This Youtube video of comedian Rob Delaney reading baseball scouting terms and commenting on their inherent sensuality (even sexuality in some cases) is not safe for work and should be watched by kids under parental supervision only. (There, that'll stop 'em!)
A friend of Delaney's relayed to him an article in Harper's Magazine from 2004 that notes scouting terms and phrases from the Major League Baseball draft of that year. But it's typical language. If you've seen the movie "Moneyball," or read the book or just heard about it, perhaps you remember the part where Billy Beane says to his staff something to the effect of, "We're not selling jeans. We're supposed to be drafting baseball players."

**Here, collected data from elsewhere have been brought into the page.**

//! [`Cart`] definitions.

use std::num::NonZeroU32;

use common::{define_kind, money::Currency, Money, Percent};
use derive_more::{Display, Into};
use rust_decimal::Decimal;
use smart_default::SmartDefault;

use crate::domain::{listing, Listing};

/// Ordered collection of [`Line`]s a session expressed interest in.
///
/// Holds at most one [`Line`] per [`listing::Id`], and every [`Line`] always
/// has a positive [`Quantity`].
#[derive(Clone, Debug, Default)]
pub struct Cart {
    /// [`Line`]s of this [`Cart`] in insertion order.
    lines: Vec<Line>,
}

impl Cart {
    /// Expresses interest in the provided [`Listing`].
    ///
    /// Increments the [`Quantity`] of the existing [`Line`], or appends a
    /// new [`Line`] with display fields copied from the [`Listing`].
    pub fn add_interest(&mut self, listing: &Listing, intent: Intent) -> &Line {
        let pos = match self.position(listing.id) {
            Some(pos) => {
                self.lines[pos].quantity = self.lines[pos].quantity.incremented();
                pos
            }
            None => {
                self.lines.push(Line::new(listing, intent));
                self.lines.len() - 1
            }
        };
        &self.lines[pos]
    }

    /// Replaces the [`Quantity`] of the [`Line`] with the provided
    /// [`listing::Id`].
    ///
    /// Non-positive `quantity` removes the [`Line`]. Absent [`Line`] is a
    /// no-op. Quantities above [`u32::MAX`] are saturated.
    pub fn set_quantity(
        &mut self,
        id: listing::Id,
        quantity: i64,
    ) -> Option<&Line> {
        let quantity = u32::try_from(quantity.max(0)).unwrap_or(u32::MAX);
        let Some(quantity) = Quantity::new(quantity) else {
            drop(self.remove_interest(id));
            return None;
        };
        let pos = self.position(id)?;
        self.lines[pos].quantity = quantity;
        Some(&self.lines[pos])
    }

    /// Removes the [`Line`] with the provided [`listing::Id`], if any.
    pub fn remove_interest(&mut self, id: listing::Id) -> Option<Line> {
        self.position(id).map(|pos| self.lines.remove(pos))
    }

    /// Removes all the [`Line`]s from this [`Cart`].
    pub fn clear(&mut self) {
        self.lines.clear();
    }

    /// Returns the [`Line`] with the provided [`listing::Id`], if any.
    #[must_use]
    pub fn line(&self, id: listing::Id) -> Option<&Line> {
        self.lines.iter().find(|l| l.listing_id == id)
    }

    /// Returns all the [`Line`]s of this [`Cart`] in insertion order.
    #[must_use]
    pub fn lines(&self) -> &[Line] {
        &self.lines
    }

    /// Returns the number of [`Line`]s in this [`Cart`].
    #[must_use]
    pub fn len(&self) -> usize {
        self.lines.len()
    }

    /// Indicates whether this [`Cart`] has no [`Line`]s.
    #[must_use]
    pub fn is_empty(&self) -> bool {
        self.lines.is_empty()
    }

    /// Returns the sum of [`Quantity`]s across all the [`Line`]s.
    #[must_use]
    pub fn units(&self) -> u64 {
        self.lines.iter().map(|l| u64::from(l.quantity.get())).sum()
    }

    /// Calculates [`Totals`] of this [`Cart`] according to the provided
    /// [`Pricing`].
    ///
    /// Always calculated from scratch, so reflects the latest mutation.
    /// Amounts saturate at [`Decimal::MAX`].
    #[must_use]
    pub fn totals(&self, pricing: &Pricing) -> Totals {
        let currency = pricing.currency();
        let subtotal = self
            .lines
            .iter()
            .map(|l| l.total().amount)
            .fold(Decimal::ZERO, Decimal::saturating_add);
        let transfer_tax = pricing.transfer_tax.of(subtotal);
        let total = subtotal
            .saturating_add(pricing.documentation_fee.amount)
            .saturating_add(transfer_tax);

        Totals {
            subtotal: Money::new(subtotal, currency),
            documentation_fee: pricing.documentation_fee,
            transfer_tax: Money::new(transfer_tax, currency),
            total: Money::new(total, currency),
            lines: self.len(),
            units: self.units(),
        }
    }

    /// Returns the position of the [`Line`] with the provided
    /// [`listing::Id`], if any.
    fn position(&self, id: listing::Id) -> Option<usize> {
        self.lines.iter().position(|l| l.listing_id == id)
    }
}

/// Interest in a single [`Listing`].
#[derive(Clone, Debug, Eq, PartialEq)]
pub struct Line {
    /// ID of the [`Listing`] this [`Line`] is about.
    pub listing_id: listing::Id,

    /// [`listing::Title`] at the moment of insertion.
    pub title: listing::Title,

    /// Price of a single unit at the moment of insertion.
    pub price: Money,

    /// [`listing::Address`] at the moment of insertion.
    pub address: listing::Address,

    /// Cover image at the moment of insertion.
    pub image: listing::ImageUrl,

    /// [`Quantity`] of this [`Line`].
    pub quantity: Quantity,

    /// [`Intent`] of this [`Line`].
    pub intent: Intent,
}

impl Line {
    /// Creates a new [`Line`] of a single unit of the provided [`Listing`].
    fn new(listing: &Listing, intent: Intent) -> Self {
        Self {
            listing_id: listing.id,
            title: listing.title.clone(),
            price: listing.price,
            address: listing.address.clone(),
            image: listing.image.clone(),
            quantity: Quantity::ONE,
            intent,
        }
    }

    /// Returns the total price of this [`Line`].
    #[must_use]
    pub fn total(&self) -> Money {
        self.price.times(self.quantity.get())
    }
}

/// Positive quantity of a [`Line`].
#[derive(Clone, Copy, Debug, Display, Eq, Into, Ord, PartialEq, PartialOrd)]
pub struct Quantity(NonZeroU32);

impl Quantity {
    /// Single unit.
    pub const ONE: Self = Self(NonZeroU32::MIN);

    /// Creates a new [`Quantity`] if the provided `value` is positive.
    #[must_use]
    pub fn new(value: u32) -> Option<Self> {
        NonZeroU32::new(value).map(Self)
    }

    /// Returns the numeric value of this [`Quantity`].
    #[must_use]
    pub fn get(self) -> u32 {
        self.0.get()
    }

    /// Returns this [`Quantity`] increased by one unit.
    #[must_use]
    fn incremented(self) -> Self {
        Self(self.0.saturating_add(1))
    }
}

define_kind! {
    #[doc = "Kind of a transaction a [`Line`] expresses interest in."]
    enum Intent {
        #[doc = "Buying the property."]
        Purchase = 1,

        #[doc = "Renting the property."]
        Rent = 2,
    }
}

/// Fees applied on top of a [`Cart`] subtotal.
#[derive(Clone, Copy, Debug, SmartDefault)]
pub struct Pricing {
    /// Fixed documentation fee.
    ///
    /// Its [`Currency`] is the [`Currency`] of all the [`Totals`].
    #[default(Money::new(Decimal::from(5000), Currency::Brl))]
    pub documentation_fee: Money,

    /// Estimated transfer tax, as a share of the subtotal.
    #[default(Percent::new(Decimal::TWO).expect("valid `Percent`"))]
    pub transfer_tax: Percent,
}

impl Pricing {
    /// Returns the [`Currency`] [`Totals`] are calculated in.
    #[must_use]
    pub fn currency(&self) -> Currency {
        self.documentation_fee.currency
    }
}

/// Calculated totals of a [`Cart`].
#[derive(Clone, Copy, Debug, Eq, PartialEq)]
pub struct Totals {
    /// Sum of all the [`Line::total()`]s.
    pub subtotal: Money,

    /// Fixed documentation fee.
    pub documentation_fee: Money,

    /// Estimated transfer tax.
    pub transfer_tax: Money,

    /// Grand total.
    pub total: Money,

    /// Number of [`Line`]s.
    pub lines: usize,

    /// Sum of [`Quantity`]s.
    pub units: u64,
}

Well, based on the unintentionally hilarious words scouts use to describe the players they study, I'm not so sure. Delaney, who isn't that famous outside of Twitter and the stand-up circuit but might be someday, also isn't sure what the scouts are getting at. Here are some gems:
C'mon! That's not in there! "Supple."
“Developed upper-half, tapers to a defined waist, tapers to long, strong legs.”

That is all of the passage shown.